Нифльхейм, Муспельхем и Гиннунгагапа существовали всегда, изначально, даже тогда, когда ничего еще в Мире не было, в том числе и их самих, разумеется.

Естественно, что именно в Гиннунгагапе и повстречались иней Нифльхейма с теплым воздухом, идущим из Муспельхема. Иней стал таять и стекать вниз, капли ожили, поднагревшись, а затем, как и ожидалось, превратились в великана Имира, от которого пошел род Хримтурсов – известный каждому ребенку род инистых великанов.

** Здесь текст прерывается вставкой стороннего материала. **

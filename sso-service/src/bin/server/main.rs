use std::sync::Arc;

use auth::Authenticator;
use auth::HashCost;
use sqlx::postgres::PgPoolOptions;
use sso_service::config::Config;
use sso_service::identity::service::AuthService;
use sso_service::inbound::grpc::AuthGrpcService;
use sso_service::outbound::repositories::PostgresRepository;
use tonic::transport::Server;
use tracing_subscriber::layer::SubscriberExt;
use tracing_subscriber::util::SubscriberInitExt;

#[tokio::main]
async fn main() -> Result<(), anyhow::Error> {
    tracing_subscriber::registry()
        .with(
            tracing_subscriber::EnvFilter::try_from_default_env()
                .unwrap_or_else(|_| "sso_service=debug".into()),
        )
        .with(tracing_subscriber::fmt::layer())
        .init();

    tracing::info!(
        service = "sso-service",
        version = env!("CARGO_PKG_VERSION"),
        "Service starting"
    );

    let config = Config::load()?;

    tracing::info!(
        grpc_port = config.server.grpc_port,
        request_timeout_ms = config.server.request_timeout_ms,
        token_ttl_seconds = config.auth.token_ttl_seconds,
        "Configuration loaded"
    );

    let pg_pool = PgPoolOptions::new()
        .max_connections(config.database.max_connections)
        .connect(&config.database.url)
        .await?;
    tracing::info!(
        max_connections = config.database.max_connections,
        database = "postgresql",
        "Database connection pool created"
    );

    sqlx::migrate!("./migrations").run(&pg_pool).await?;
    tracing::info!(database = "postgresql", "Database migrations completed");

    let authenticator = Arc::new(Authenticator::with_cost(HashCost::from(&config.hashing))?);
    let repository = Arc::new(PostgresRepository::new(pg_pool));

    let auth_service = Arc::new(AuthService::new(
        Arc::clone(&repository),
        Arc::clone(&repository),
        authenticator,
        config.auth.token_ttl(),
    ));

    let grpc_address = format!("0.0.0.0:{}", config.server.grpc_port).parse()?;
    let request_timeout = config.server.request_timeout();
    let grpc_service = AuthGrpcService::new(auth_service, request_timeout);
    tracing::info!(
        address = %grpc_address,
        port = config.server.grpc_port,
        protocol = "grpc",
        "gRpc server listening"
    );

    Server::builder()
        .timeout(request_timeout)
        .add_service(grpc_service.into_server())
        .serve_with_shutdown(grpc_address, shutdown_signal())
        .await?;

    tracing::info!("Server exited successfully");

    Ok(())
}

async fn shutdown_signal() {
    let ctrl_c = async {
        if let Err(e) = tokio::signal::ctrl_c().await {
            tracing::error!(error = %e, "Failed to listen for ctrl-c");
        }
    };

    #[cfg(unix)]
    let terminate = async {
        match tokio::signal::unix::signal(tokio::signal::unix::SignalKind::terminate()) {
            Ok(mut signal) => {
                signal.recv().await;
            }
            Err(e) => {
                tracing::error!(error = %e, "Failed to listen for SIGTERM");
                std::future::pending::<()>().await;
            }
        }
    };

    #[cfg(not(unix))]
    let terminate = std::future::pending::<()>();

    tokio::select! {
        _ = ctrl_c => {},
        _ = terminate => {},
    }

    tracing::info!("Shutdown signal received, draining in-flight requests");
}
use chrono::DateTime;
use chrono::Duration;
use chrono::Utc;
use serde::Deserialize;
use serde::Serialize;

/// Access token claims.
///
/// Identifies the user and scopes the token to the application it was issued for.
/// Timestamps are Unix seconds.
#[derive(Debug, Clone, Serialize, Deserialize, PartialEq, Eq)]
pub struct Claims {
    /// User identifier
    pub uid: String,

    /// User email at the time of issuance
    pub email: String,

    /// Application the token is scoped to
    pub app_id: i32,

    /// Issued at
    pub iat: i64,

    /// Expiration time
    pub exp: i64,
}

impl Claims {
    /// Create claims for a user signing in to an application, issued now.
    ///
    /// # Arguments
    /// * `user_id` - Unique user identifier
    /// * `email` - User email address
    /// * `app_id` - Application identifier
    /// * `ttl` - Token lifetime
    ///
    /// # Returns
    /// Claims with `exp - iat` equal to `ttl` in seconds
    pub fn for_user(
        user_id: impl ToString,
        email: impl ToString,
        app_id: i32,
        ttl: Duration,
    ) -> Self {
        Self::issued_at(Utc::now(), user_id, email, app_id, ttl)
    }

    /// Create claims with an explicit issuance instant.
    pub fn issued_at(
        now: DateTime<Utc>,
        user_id: impl ToString,
        email: impl ToString,
        app_id: i32,
        ttl: Duration,
    ) -> Self {
        let expiration = now + ttl;

        Self {
            uid: user_id.to_string(),
            email: email.to_string(),
            app_id,
            iat: now.timestamp(),
            exp: expiration.timestamp(),
        }
    }
}
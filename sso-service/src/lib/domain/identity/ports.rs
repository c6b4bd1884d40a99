use async_trait::async_trait;

use crate::identity::errors::AuthError;
use crate::identity::errors::RepositoryError;
use crate::identity::models::AppId;
use crate::identity::models::Application;
use crate::identity::models::EmailAddress;
use crate::identity::models::SigninCommand;
use crate::identity::models::SignupCommand;
use crate::identity::models::User;
use crate::identity::models::UserId;

/// Port for authentication service operations.
#[async_trait]
pub trait AuthServicePort: Send + Sync + 'static {
    /// Register a new user.
    ///
    /// # Arguments
    /// * `command` - Validated email and password
    ///
    /// # Returns
    /// Identifier of the created user
    ///
    /// # Errors
    /// * `UserExists` - Email is already registered
    /// * `Password` - Hashing failed
    /// * `Repository` - Storage failed
    async fn signup(&self, command: SignupCommand) -> Result<UserId, AuthError>;

    /// Verify credentials and issue a token scoped to an application.
    ///
    /// # Arguments
    /// * `command` - Validated email, password and application identifier
    ///
    /// # Returns
    /// Signed access token
    ///
    /// # Errors
    /// * `InvalidCredentials` - Unknown email or wrong password
    /// * `AppNotFound` - Application does not exist
    /// * `Token` - Signing failed
    /// * `Repository` - Storage failed
    async fn signin(&self, command: SigninCommand) -> Result<String, AuthError>;

    /// Check whether a user holds the admin flag.
    ///
    /// # Errors
    /// * `SubjectNotFound` - User does not exist
    /// * `Repository` - Storage failed
    async fn is_admin(&self, user_id: &UserId) -> Result<bool, AuthError>;
}

/// Persistence operations for users.
#[async_trait]
pub trait UserRepository: Send + Sync + 'static {
    /// Persist a new user with a freshly assigned identifier.
    ///
    /// Must be atomic: either the full record is stored or nothing is.
    ///
    /// # Errors
    /// * `AlreadyExists` - Email is already registered
    /// * `Database` - Storage failed
    async fn save_user(
        &self,
        email: &EmailAddress,
        password_hash: &[u8],
    ) -> Result<UserId, RepositoryError>;

    /// Retrieve user by email address.
    ///
    /// # Errors
    /// * `NotFound` - No user with this email
    /// * `Database` - Storage failed
    async fn find_user_by_email(&self, email: &EmailAddress) -> Result<User, RepositoryError>;

    /// Retrieve the admin flag of a user.
    ///
    /// # Errors
    /// * `NotFound` - User does not exist
    /// * `Database` - Storage failed
    async fn find_admin_flag(&self, user_id: &UserId) -> Result<bool, RepositoryError>;
}

/// Read access to provisioned client applications.
#[async_trait]
pub trait ApplicationRepository: Send + Sync + 'static {
    /// Retrieve an application with its signing secret.
    ///
    /// # Errors
    /// * `NotFound` - Application does not exist
    /// * `Database` - Storage failed
    async fn find_application(&self, app_id: AppId) -> Result<Application, RepositoryError>;
}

Помимо этого из инея появилась на свет корова Аудумбла, из вымени которой текли четыре молочные реки – что было весьма кстати, так как молоком именно этих рек стал питаться новорожденный Имир.

Однажды Имир заснул и вспотел, и из его пота под левой рукой выросли мужчина и женщина, а одна нога с другой зачали сына – так на Земле появились люди.

Корова же жила тем, что слизывала иней с ближайших к месту описываемых событий камней, и вот однажды на одном из камней появились волосы. Корова продолжала лакомиться инеем, и на следующий день появилась голова. Корова продолжала в том же духе, вследствие чего появилось и тело. Имя этого новорожденного существа было Бури – родитель, – он дал начало асам, светлым богам, вечно затем воевавшим со злыми великанами… Первым делом, конечно, светлые духом добрые асы убили Имира – общего прародителя людей, инистых великанов и светлых богов. Это, понятно, далось им нелегко, ведь Имир был так огромен, что в крови, хлынувшей из его ран, потонули все остальные великаны, а заодно и корова Аудумбла – общая мать, кормилица и нянька.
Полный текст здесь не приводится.